Secrétaire générale de l’association PSY4WORK.CH, qui regroupe les psychologues du travail de Suisse, Anny Wahlen revient ici sur les malentendus qui entachent son métier.

La situation conjoncturelle se durcit en Suisse, ce qui détériore aussi les rapports de travail. Comment réagit le psychologue du travail devant cette situation?
Anny Wahlen: C’est vrai, l’économie se durcit, à cause no­tamment des pressions externes. Notre approche sera d’éva­luer chaque situation sous différents angles. Pour simplifier, nous en retiendrons quatre: l’organisation en tant que conte­nant, l’équipe, l’individu et les tâches. Quel que soit le thème, le psychologue du travail va observer ce qui fonctionne ou dysfonctionne dans ce système. Ensuite, nous mettrons en place des stratégies à tous ces niveaux. De la prévention au niveau de l’individu, sous forme de coaching ou de formation. Nous proposerons aussi d’accompagner les équipes et les managers. Enfin, nous travaillons sur les processus et les inter­ actions entre tous ces éléments.
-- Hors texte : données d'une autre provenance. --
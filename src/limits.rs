use crate::error::PlaneError;
use crate::pixel::PixelLayout;
use crate::spec::CanvasSize;

/// Caps on the canvas a reader may allocate.
///
/// Checked once per read, after the sub-image table is validated and before
/// any plane is acquired. All fields default to `None` (no limit).
#[derive(Clone, Debug, Default)]
pub struct Limits {
    /// Widest canvas accepted.
    pub max_width: Option<u64>,
    /// Tallest canvas accepted.
    pub max_height: Option<u64>,
    /// Maximum canvas area (width * height).
    pub max_pixels: Option<u64>,
    /// Maximum size of the output buffer in the requested pixel layout.
    pub max_memory_bytes: Option<u64>,
}

fn exceeded(what: &str, value: u64, max: u64) -> PlaneError {
    PlaneError::LimitExceeded(alloc::format!("canvas {what} {value} exceeds limit {max}"))
}

impl Limits {
    /// Check a canvas of `size` stored as `layout` pixels.
    ///
    /// Returns the pixel count to allocate. Sizes that overflow `usize` are
    /// [`PlaneError::DimensionsTooLarge`] regardless of the limits.
    pub(crate) fn check_canvas(
        &self,
        size: CanvasSize,
        layout: PixelLayout,
    ) -> Result<usize, PlaneError> {
        let CanvasSize { width, height } = size;
        let area = u64::from(width) * u64::from(height);
        for (what, value, max) in [
            ("width", u64::from(width), self.max_width),
            ("height", u64::from(height), self.max_height),
            ("area", area, self.max_pixels),
        ] {
            if let Some(max) = max.filter(|&max| value > max) {
                return Err(exceeded(what, value, max));
            }
        }

        let too_large = || PlaneError::DimensionsTooLarge { width, height };
        let count = usize::try_from(area).map_err(|_| too_large())?;
        let bytes = count
            .checked_mul(layout.bytes_per_pixel())
            .ok_or_else(too_large)?;
        if let Some(max) = self.max_memory_bytes.filter(|&max| bytes as u64 > max) {
            return Err(exceeded("buffer bytes", bytes as u64, max));
        }
        Ok(count)
    }
}
use enough::{Stop, Unstoppable};
use imgref::ImgVec;
use rgb::{RGB8, RGBA8};

use crate::canvas::Canvas;
use crate::decoder::PlaneDecoder;
use crate::error::PlaneError;
use crate::limits::Limits;
use crate::pixel::CanvasPixel;
use crate::spec::{CanvasSize, ImageTable, SubImageSpec};

/// Reads every sub-image of a decoder onto one typed canvas.
///
/// Each read walks the whole sub-image sequence. Reading again requires a
/// decoder that implements [`PlaneDecoder::rewind`]; others fail with
/// [`PlaneError::Decode`].
pub struct ImageReader<D> {
    decoder: D,
    table: ImageTable,
    limits: Limits,
    consumed: bool,
}

impl<D: PlaneDecoder> ImageReader<D> {
    /// Enumerate the decoder's sub-images.
    pub fn new(mut decoder: D) -> Result<Self, PlaneError> {
        let table = decoder
            .enumerate()
            .map_err(|e| PlaneError::decode(None, e))?;
        log::debug!(
            "enumerated {} sub-images on a {}x{} canvas",
            table.images.len(),
            table.canvas.width,
            table.canvas.height
        );
        Ok(Self {
            decoder,
            table,
            limits: Limits::default(),
            consumed: false,
        })
    }

    /// Limit the size of canvases this reader allocates.
    pub fn with_limits(mut self, limits: Limits) -> Self {
        self.limits = limits;
        self
    }

    /// Canvas dimensions reported by the decoder.
    pub fn canvas_size(&self) -> CanvasSize {
        self.table.canvas
    }

    /// Number of sub-images in file order.
    pub fn num_images(&self) -> usize {
        self.table.images.len()
    }

    /// Spec of sub-image `index`, if it exists.
    pub fn image_spec(&self, index: usize) -> Option<&SubImageSpec> {
        self.table.images.get(index)
    }

    /// Every sub-image spec, in file order.
    pub fn images(&self) -> &[SubImageSpec] {
        &self.table.images
    }

    /// The wrapped decoder.
    pub fn decoder(&self) -> &D {
        &self.decoder
    }

    /// Give the decoder back.
    pub fn into_inner(self) -> D {
        self.decoder
    }

    /// Read as 8-bit grayscale.
    pub fn read_gray8(&mut self) -> Result<ImgVec<u8>, PlaneError> {
        self.read(&Unstoppable)
    }

    /// Read as 16-bit grayscale.
    pub fn read_gray16(&mut self) -> Result<ImgVec<u16>, PlaneError> {
        self.read(&Unstoppable)
    }

    /// Read as 32-bit float grayscale in `[0, 1]`.
    pub fn read_gray32(&mut self) -> Result<ImgVec<f32>, PlaneError> {
        self.read(&Unstoppable)
    }

    /// Read as 8-bit RGB.
    pub fn read_rgb8(&mut self) -> Result<ImgVec<RGB8>, PlaneError> {
        self.read(&Unstoppable)
    }

    /// Read as 8-bit RGB with straight alpha.
    pub fn read_rgba8(&mut self) -> Result<ImgVec<RGBA8>, PlaneError> {
        self.read(&Unstoppable)
    }

    /// Read every sub-image into a canvas of `P`.
    ///
    /// All sub-image specs are validated before any planes are acquired. On
    /// error the partial canvas is dropped; nothing is returned.
    pub fn read<P: CanvasPixel>(&mut self, stop: &dyn Stop) -> Result<ImgVec<P>, PlaneError> {
        self.table.validate()?;
        let mut canvas = Canvas::<P>::new(self.table.canvas, &self.limits)?;
        stop.check()?;

        if self.consumed {
            self.decoder
                .rewind()
                .map_err(|e| PlaneError::decode(None, e))?;
        }
        self.consumed = true;
        log::debug!(
            "reading {} sub-images as {:?}",
            self.table.images.len(),
            P::LAYOUT
        );

        for (index, spec) in self.table.images.iter().enumerate() {
            stop.check()?;
            let converted = {
                let planes = self
                    .decoder
                    .acquire_planes()
                    .map_err(|e| PlaneError::decode(Some(index), e))?;
                canvas.commit(index, spec, &planes, stop)
            };
            // Release even when conversion failed; its error takes precedence.
            let released = self
                .decoder
                .release_planes()
                .map_err(|e| PlaneError::decode(Some(index), e));
            converted?;
            released?;
        }
        Ok(canvas.finish())
    }
}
Pourquoi cette approche multidimensionnelle?
La pensée dominante estime que plus on rigidifie le sys­tème, en ajoutant des processus et des procédures, plus les choses vont rouler dans le bon sens. Or ce n’est pas le cas. Notre expérience montre qu’il faut au contraire amener plus de dialogue, plus d’autonomie et donc plus de choix dans les postures de leadership. Nous essayons donc de sensibiliser les entreprises à ces dynamiques. Cette approche nous différencie par ailleurs de la psychologie thérapeutique. Nous essayons d’être un lien entre l’individu, son travail et son contexte, par le biais des connaissances et pratiques scientifiques reconnues de la psychologie. Notre rôle est d’apporter un équilibre entre la logique financière et la logique humaine. Les êtres humains ne sont pas des machines. Peu importe le nombre de processus, on ne pourra jamais uniformiser les comportements. Nous essayons plutôt de tirer profit des différences et d’ouvrir l’hori­zon des possibles. La rigidité crispe les organisations et génère plus de problèmes qu’elle n’en résout.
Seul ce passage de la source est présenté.